REQUIREMENT — Transcribe the records below. Leave every word as it is.

DATA TO EXAMINE —
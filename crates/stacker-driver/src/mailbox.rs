//! 邮箱（每个 Worker 一个有界 FIFO 队列）
//!
//! 投递永不阻塞生产者：队列满时立即返回 [`DriverError::ChannelFull`]，
//! 已入队消息的顺序不受影响。

use crate::error::DriverError;
use crate::metrics::WorkerMetrics;
use crossbeam_channel::{Receiver, Sender, TrySendError, bounded};
use stacker_protocol::{AutonomousCommand, ReplyTo, RobotMode, Subsystem};
use std::sync::Arc;
use std::sync::atomic::Ordering;
use tracing::warn;

/// 邮箱中的一条投递
///
/// 模式切换和自动阶段命令是广播；`Command` 只投递给对应的 Worker。
#[derive(Debug)]
pub enum Envelope<C> {
    /// 模式切换（`STATE_*`）
    Mode(RobotMode),
    /// 自动阶段生命周期
    Autonomous(AutonomousCommand),
    /// 子系统命令，可选带应答目的地
    Command { command: C, reply: Option<ReplyTo> },
}

impl<C> Envelope<C> {
    /// 不需要应答的命令
    pub fn command(command: C) -> Self {
        Envelope::Command {
            command,
            reply: None,
        }
    }
}

/// 邮箱发送端
///
/// 可克隆，可以从任意线程并发投递。
pub struct Mailbox<C> {
    tx: Sender<Envelope<C>>,
    subsystem: Subsystem,
    metrics: Arc<WorkerMetrics>,
}

impl<C> Clone for Mailbox<C> {
    fn clone(&self) -> Self {
        Self {
            tx: self.tx.clone(),
            subsystem: self.subsystem,
            metrics: self.metrics.clone(),
        }
    }
}

impl<C> Mailbox<C> {
    /// 目标子系统
    pub fn subsystem(&self) -> Subsystem {
        self.subsystem
    }

    /// 投递（非阻塞）
    ///
    /// # 错误
    ///
    /// - [`DriverError::ChannelFull`]: 队列已满，消息被丢弃
    /// - [`DriverError::ChannelClosed`]: Worker 已退出
    pub fn post(&self, envelope: Envelope<C>) -> Result<(), DriverError> {
        match self.tx.try_send(envelope) {
            Ok(()) => Ok(()),
            Err(TrySendError::Full(_)) => {
                self.metrics.mailbox_full.fetch_add(1, Ordering::Relaxed);
                warn!("{} mailbox full, message dropped", self.subsystem);
                Err(DriverError::ChannelFull)
            },
            Err(TrySendError::Disconnected(_)) => {
                self.metrics.mailbox_closed.fetch_add(1, Ordering::Relaxed);
                Err(DriverError::ChannelClosed)
            },
        }
    }

    /// 当前排队的消息数
    pub fn len(&self) -> usize {
        self.tx.len()
    }

    pub fn is_empty(&self) -> bool {
        self.tx.is_empty()
    }
}

/// 创建邮箱
///
/// 返回 (发送端, Worker 持有的接收端)。
pub fn channel<C>(
    subsystem: Subsystem,
    capacity: usize,
    metrics: Arc<WorkerMetrics>,
) -> (Mailbox<C>, Receiver<Envelope<C>>) {
    let (tx, rx) = bounded(capacity);
    (
        Mailbox {
            tx,
            subsystem,
            metrics,
        },
        rx,
    )
}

SOLVED EXERCISE —
filename crates/stacker-driver/src/mailbox.rs
//! 邮箱（每个 Worker 一个有界 FIFO 队列）
//!
//! 投递永不阻塞生产者：队列满时立即返回 [`DriverError::ChannelFull`]，
//! 已入队消息的顺序不受影响。

use crate::error::DriverError;
use crate::metrics::WorkerMetrics;
use crossbeam_channel::{Receiver, Sender, TrySendError, bounded};
use stacker_protocol::{AutonomousCommand, ReplyTo, RobotMode, Subsystem};
use std::sync::Arc;
use std::sync::atomic::Ordering;
use tracing::warn;

/// 邮箱中的一条投递
///
/// 模式切换和自动阶段命令是广播；`Command` 只投递给对应的 Worker。
#[derive(Debug)]
pub enum Envelope<C> {
    /// 模式切换（`STATE_*`）
    Mode(RobotMode),
    /// 自动阶段生命周期
    Autonomous(AutonomousCommand),
    /// 子系统命令，可选带应答目的地
    Command { command: C, reply: Option<ReplyTo> },
}

impl<C> Envelope<C> {
    /// 不需要应答的命令
    pub fn command(command: C) -> Self {
        Envelope::Command {
            command,
            reply: None,
        }
    }
}

/// 邮箱发送端
///
/// 可克隆，可以从任意线程并发投递。
pub struct Mailbox<C> {
    tx: Sender<Envelope<C>>,
    subsystem: Subsystem,
    metrics: Arc<WorkerMetrics>,
}

impl<C> Clone for Mailbox<C> {
    fn clone(&self) -> Self {
        Self {
            tx: self.tx.clone(),
            subsystem: self.subsystem,
            metrics: self.metrics.clone(),
        }
    }
}

impl<C> Mailbox<C> {
    /// 目标子系统
    pub fn subsystem(&self) -> Subsystem {
        self.subsystem
    }

    /// 投递（非阻塞）
    ///
    /// # 错误
    ///
    /// - [`DriverError::ChannelFull`]: 队列已满，消息被丢弃
    /// - [`DriverError::ChannelClosed`]: Worker 已退出
    pub fn post(&self, envelope: Envelope<C>) -> Result<(), DriverError> {
        match self.tx.try_send(envelope) {
            Ok(()) => Ok(()),
            Err(TrySendError::Full(_)) => {
                self.metrics.mailbox_full.fetch_add(1, Ordering::Relaxed);
                warn!("{} mailbox full, message dropped", self.subsystem);
                Err(DriverError::ChannelFull)
            },
            Err(TrySendError::Disconnected(_)) => {
                self.metrics.mailbox_closed.fetch_add(1, Ordering::Relaxed);
                Err(DriverError::ChannelClosed)
            },
        }
    }

    /// 当前排队的消息数
    pub fn len(&self) -> usize {
        self.tx.len()
    }

    pub fn is_empty(&self) -> bool {
        self.tx.is_empty()
    }
}

/// 创建邮箱
///
/// 返回 (发送端, Worker 持有的接收端)。
pub fn channel<C>(
    subsystem: Subsystem,
    capacity: usize,
    metrics: Arc<WorkerMetrics>,
) -> (Mailbox<C>, Receiver<Envelope<C>>) {
    let (tx, rx) = bounded(capacity);
    (
        Mailbox {
            tx,
            subsystem,
            metrics,
        },
        rx,
    )
}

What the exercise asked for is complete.